Car il ne fut jamais dupe ! — Je ne crois pas que le Virginien qui a tranquillement écrit en plein débordement démocratique : « Le peuple n’a rien à faire avec les lois, si ce n’est de leur obéir, » ait jamais été une victime de la sagesse moderne ; — et : « Le nez d’une populace, c’est son imagination ; c’est par ce nez qu’on pourra toujours facilement la conduire ; » — et cent autres passages où la raillerie pleut, drue comme mitraille, mais cependant nonchalante et hautaine. — Les swedenborgiens le félicitent de sa Révélation magnétique, semblables à ces naïfs illuminés qui jadis surveillaient dans l’auteur du Diable amoureux un révélateur de leurs mystères ; ils le remercient pour les grandes vérités qu’il vient de proclamer, — car ils ont découvert (ô vérificateur de ce qui ne peut pas être vérifié !) que tout ce qu’il a énoncé est absolument vrai ; — bien que d’abord, avouent ces braves gens, ils aient eu le soupçon que ce pouvait bien être une simple fiction.
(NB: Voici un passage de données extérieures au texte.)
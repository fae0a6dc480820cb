use crate::KeyType;
use signature::Verifier;
use std::fmt;
use std::str::FromStr;
use thiserror::Error;

/// Errors from raw signature verification.
#[derive(Debug, Error)]
pub enum SignatureError {
    #[error("algorithm {alg} cannot be used with a {key_type} key")]
    KeyTypeMismatch { alg: Algorithm, key_type: KeyType },

    #[error("public key bytes are invalid for {0}")]
    InvalidPublicKey(KeyType),

    #[error("signature bytes are malformed: {0}")]
    Malformed(signature::Error),

    #[error("signature does not match the signed input")]
    Mismatch,
}

/// JWS `alg` values understood by the codec.
#[derive(Debug, Clone, Copy, PartialEq, Eq, Hash)]
pub enum Algorithm {
    /// ECDSA over secp256k1 with SHA-256, 64-byte `r || s`.
    ES256K,
    /// Ed25519.
    EdDSA,
}

impl Algorithm {
    pub fn as_str(self) -> &'static str {
        match self {
            Algorithm::ES256K => "ES256K",
            Algorithm::EdDSA => "EdDSA",
        }
    }

    /// The single key type this algorithm signs with.
    pub fn key_type(self) -> KeyType {
        match self {
            Algorithm::ES256K => KeyType::Secp256k1,
            Algorithm::EdDSA => KeyType::Ed25519,
        }
    }

    pub fn for_key_type(key_type: KeyType) -> Self {
        match key_type {
            KeyType::Secp256k1 => Algorithm::ES256K,
            KeyType::Ed25519 => Algorithm::EdDSA,
        }
    }

    /// Verify `sig` over `msg` with a raw public key of type `key_type`.
    pub fn verify(
        self,
        key_type: KeyType,
        public_key: &[u8],
        msg: &[u8],
        sig: &[u8],
    ) -> Result<(), SignatureError> {
        if self.key_type() != key_type {
            return Err(SignatureError::KeyTypeMismatch { alg: self, key_type });
        }
        match self {
            Algorithm::ES256K => {
                let vk = k256::ecdsa::VerifyingKey::from_sec1_bytes(public_key)
                    .map_err(|_| SignatureError::InvalidPublicKey(key_type))?;
                let sig = k256::ecdsa::Signature::from_slice(sig)
                    .map_err(SignatureError::Malformed)?;
                vk.verify(msg, &sig).map_err(|_| SignatureError::Mismatch)
            }
            Algorithm::EdDSA => {
                let bytes: &[u8; 32] = public_key
                    .try_into()
                    .map_err(|_| SignatureError::InvalidPublicKey(key_type))?;
                let vk = ed25519_dalek::VerifyingKey::from_bytes(bytes)
                    .map_err(|_| SignatureError::InvalidPublicKey(key_type))?;
                let sig = ed25519_dalek::Signature::from_slice(sig)
                    .map_err(SignatureError::Malformed)?;
                vk.verify(msg, &sig).map_err(|_| SignatureError::Mismatch)
            }
        }
    }
}

/// Returned when a header names an algorithm outside [`Algorithm`].
#[derive(Debug, Error, Clone, PartialEq, Eq)]
#[error("unsupported JWS algorithm '{0}'")]
pub struct UnknownAlgorithm(pub String);

impl FromStr for Algorithm {
    type Err = UnknownAlgorithm;

    fn from_str(s: &str) -> Result<Self, Self::Err> {
        match s {
            "ES256K" => Ok(Algorithm::ES256K),
            "EdDSA" => Ok(Algorithm::EdDSA),
            other => Err(UnknownAlgorithm(other.to_string())),
        }
    }
}

impl fmt::Display for Algorithm {
    fn fmt(&self, f: &mut fmt::Formatter<'_>) -> fmt::Result {
        f.write_str(self.as_str())
    }
}
use criterion::{criterion_group, criterion_main, Criterion};
use serde_json::{json, Map, Value};
use vouch_identity::{token, verify, CredentialBuilder, KeyPair, Resolver};

fn claim_body() -> Map<String, Value> {
    match json!({"metric": "Commit Count", "period": "2025-10", "result": {"value": 142}}) {
        Value::Object(map) => map,
        _ => unreachable!(),
    }
}

fn bench_verify(c: &mut Criterion) {
    let issuer = KeyPair::generate();
    let holder = KeyPair::generate();
    let vc = CredentialBuilder::new(
        issuer.did.as_str(),
        holder.did.as_str(),
        "GithubActivity",
        claim_body(),
        chrono::Utc::now(),
    )
    .credential_type("RndPerformanceCredential")
    .build()
    .unwrap();
    let signed = token::issue(&vc, &issuer).unwrap();
    let resolver = Resolver::default();

    c.bench_function("vc_issue", |b| {
        b.iter(|| token::issue(&vc, &issuer).unwrap());
    });
    c.bench_function("vc_verify", |b| {
        b.iter(|| verify(&signed, &resolver).unwrap());
    });
}
criterion_group!(benches, bench_verify);
criterion_main!(benches);
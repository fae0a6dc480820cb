use axum::{
    routing::{get, post},
    Extension, Router,
};
use std::sync::Arc;
use tower_http::cors::{Any, CorsLayer};
use tower_http::trace::TraceLayer;
use utoipa::OpenApi;
use utoipa_swagger_ui::SwaggerUi;

use crate::config::Offering;
use crate::handlers::{
    health_check_handler, issue_credential_handler, root_handler, verify_handler, AppState,
};
use crate::models::{ErrorBody, HealthResponse, IssueRequest, VerifyRequest, VerifyResponse};

#[derive(OpenApi)]
#[openapi(
    paths(
        crate::handlers::health_check_handler,
        crate::handlers::issue_credential_handler,
        crate::handlers::verify_handler
    ),
    components(
        schemas(IssueRequest, VerifyRequest, VerifyResponse, HealthResponse, ErrorBody)
    ),
    tags(
        (name = "Vouch Issuer API", description = "Issues and verifies achievement credentials")
    )
)]
struct ApiDoc;

/// Build the router. Each offering is mounted as its own `POST` route.
pub fn create_app(state: AppState, offerings: &[Offering]) -> Router {
    let cors = CorsLayer::new()
        .allow_origin(Any)
        .allow_methods(Any)
        .allow_headers(Any);

    let mut router = Router::new()
        .merge(SwaggerUi::new("/docs").url("/openapi.json", ApiDoc::openapi()))
        .route("/", get(root_handler))
        .route("/health", get(health_check_handler))
        .route("/verify", post(verify_handler));

    for offering in offerings {
        router = router.route(
            &offering.path,
            post(issue_credential_handler).layer(Extension(Arc::new(offering.clone()))),
        );
    }

    router
        .layer(TraceLayer::new_for_http())
        .layer(cors)
        .with_state(state)
}
pub mod cli;
pub mod client;
pub mod config;
pub mod cookie_jar;
pub mod errors;
pub mod guard;
pub mod logger;
pub mod models;
pub mod session;
pub mod token_storage;
pub mod traits;

pub use client::BackendClient;
pub use config::Config;
pub use errors::{AppError, AuthError, ConfigError, StorageError};
pub use models::{Credentials, Profile, RefreshOutcome, TokenGrant};
pub use session::{SessionAuthenticator, SessionState};
pub use token_storage::{MemoryTokenStore, TokenStorage};
pub use traits::{AuthBackend, TokenStore};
Poe répond que, pour son compte, il n’en a jamais douté. — Faut-il encore citer ce petit passage qui me saute aux yeux, tout en feuilletant pour la centième fois ses amusants Marginalia, qui sont comme la chambre secrète de son esprit : « L’énorme multiplication des livres dans toutes les branches de connaissances est l’un des plus grands fléaux de cet âge ! car elle est un des plus sérieux obstacles à l’acquisition de toute connaissance positive. » Aristocrate de nature plus encore que de naissance, le Virginien, l’homme du Sud, le Byron égaré dans un mauvais monde, a toujours gardé son impassibilité philosophique, et, soit qu’il définisse le nez de la populace, soit qu’il raille les fabricateurs de religions, soit qu’il bafoue les bibliothèques, il reste ce que fut et ce que sera toujours le vrai poète, — une vérité habillée d’une manière bizarre, un paradoxe apparent, qui ne veut pas être coudoyé par la foule, et qui court à l’extrême orient quand le feu d’artifice se tire au couchant.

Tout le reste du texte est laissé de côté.